- **ENTRIES PROVIDED**:
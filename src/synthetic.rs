//! Synthetic survey extract for pipeline testing.
//!
//! Generates a fictitious table with the same structure the analysis
//! consumes, so the whole pipeline can be exercised without access to the
//! real microdata. Contribution probability carries a deliberate gap by sex
//! and race/color so the descriptive output shows an unequal pattern.

use std::fs::File;
use std::io::BufWriter;
use std::path::Path;

use log::info;
use polars::prelude::*;
use rand::prelude::*;

use crate::output::prepare_target;
use crate::PrevidenciaError;

const LOG_RENDA_MEAN: f64 = 7.0;
const LOG_RENDA_SD: f64 = 0.7;
const BASE_CONTRIBUTION_PROB: f64 = 0.7;
/// Share of generated records that are employed.
const EMPLOYED_SHARE: f64 = 0.9;

/// Builds a synthetic extract with `n_rows` records, deterministic for a
/// given `seed`.
pub fn example_dataframe(n_rows: usize, seed: u64) -> Result<DataFrame, PrevidenciaError> {
    let mut rng = StdRng::seed_from_u64(seed);

    let mut ano: Vec<i64> = Vec::with_capacity(n_rows);
    let mut trimestre: Vec<i64> = Vec::with_capacity(n_rows);
    let mut peso: Vec<f64> = Vec::with_capacity(n_rows);
    let mut sexo: Vec<&str> = Vec::with_capacity(n_rows);
    let mut cor: Vec<&str> = Vec::with_capacity(n_rows);
    let mut cond_ocupacao: Vec<&str> = Vec::with_capacity(n_rows);
    let mut contribui_prev: Vec<&str> = Vec::with_capacity(n_rows);
    let mut renda_trabalho: Vec<f64> = Vec::with_capacity(n_rows);
    let mut idade: Vec<i64> = Vec::with_capacity(n_rows);

    for _ in 0..n_rows {
        let mulher = rng.gen_bool(0.5);
        let cor_value = ["Branca", "Preta", "Parda"][rng.gen_range(0..3)];
        let negro = cor_value != "Branca";

        ano.push(if rng.gen_bool(0.5) { 2019 } else { 2022 });
        trimestre.push(rng.gen_range(1..=4));
        peso.push(rng.gen_range(0.5..3.0));
        sexo.push(if mulher { "Mulher" } else { "Homem" });
        cor.push(cor_value);
        cond_ocupacao.push(if rng.gen_bool(EMPLOYED_SHARE) {
            "Ocupado"
        } else {
            "Desocupado"
        });

        let mut prob = BASE_CONTRIBUTION_PROB;
        if mulher {
            prob -= 0.10;
        }
        if negro {
            prob -= 0.10;
        }
        contribui_prev.push(if rng.gen_bool(prob.clamp(0.05, 0.95)) {
            "Sim"
        } else {
            "Não"
        });

        // Box-Muller transform for the lognormal income draw
        let u1: f64 = rng.gen();
        let u2: f64 = rng.gen();
        let z = (-2.0 * u1.ln()).sqrt() * (2.0 * std::f64::consts::PI * u2).cos();
        renda_trabalho.push((LOG_RENDA_MEAN + LOG_RENDA_SD * z).exp());

        idade.push(rng.gen_range(18..65));
    }

    let df = df!(
        "ano" => ano,
        "trimestre" => trimestre,
        "peso" => peso,
        "sexo" => sexo,
        "cor" => cor,
        "cond_ocupacao" => cond_ocupacao,
        "contribui_prev" => contribui_prev,
        "renda_trabalho" => renda_trabalho,
        "idade" => idade
    )?;
    Ok(df)
}

/// Generates the synthetic extract and writes it as CSV to `path`,
/// overwriting any previous file there.
pub fn write_example_csv(path: &Path, n_rows: usize, seed: u64) -> Result<(), PrevidenciaError> {
    let mut df = example_dataframe(n_rows, seed)?;
    prepare_target(path)?;
    let file = File::create(path)?;
    let mut writer = BufWriter::new(file);
    CsvWriter::new(&mut writer).finish(&mut df)?;
    info!("wrote {} synthetic rows to {}", n_rows, path.display());
    Ok(())
}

- **ASSIGNMENT**:
Of the lines above, copy each that contains "crate".

- **EXERCISE ANSWER**:
use crate::output::prepare_target;
use crate::PrevidenciaError;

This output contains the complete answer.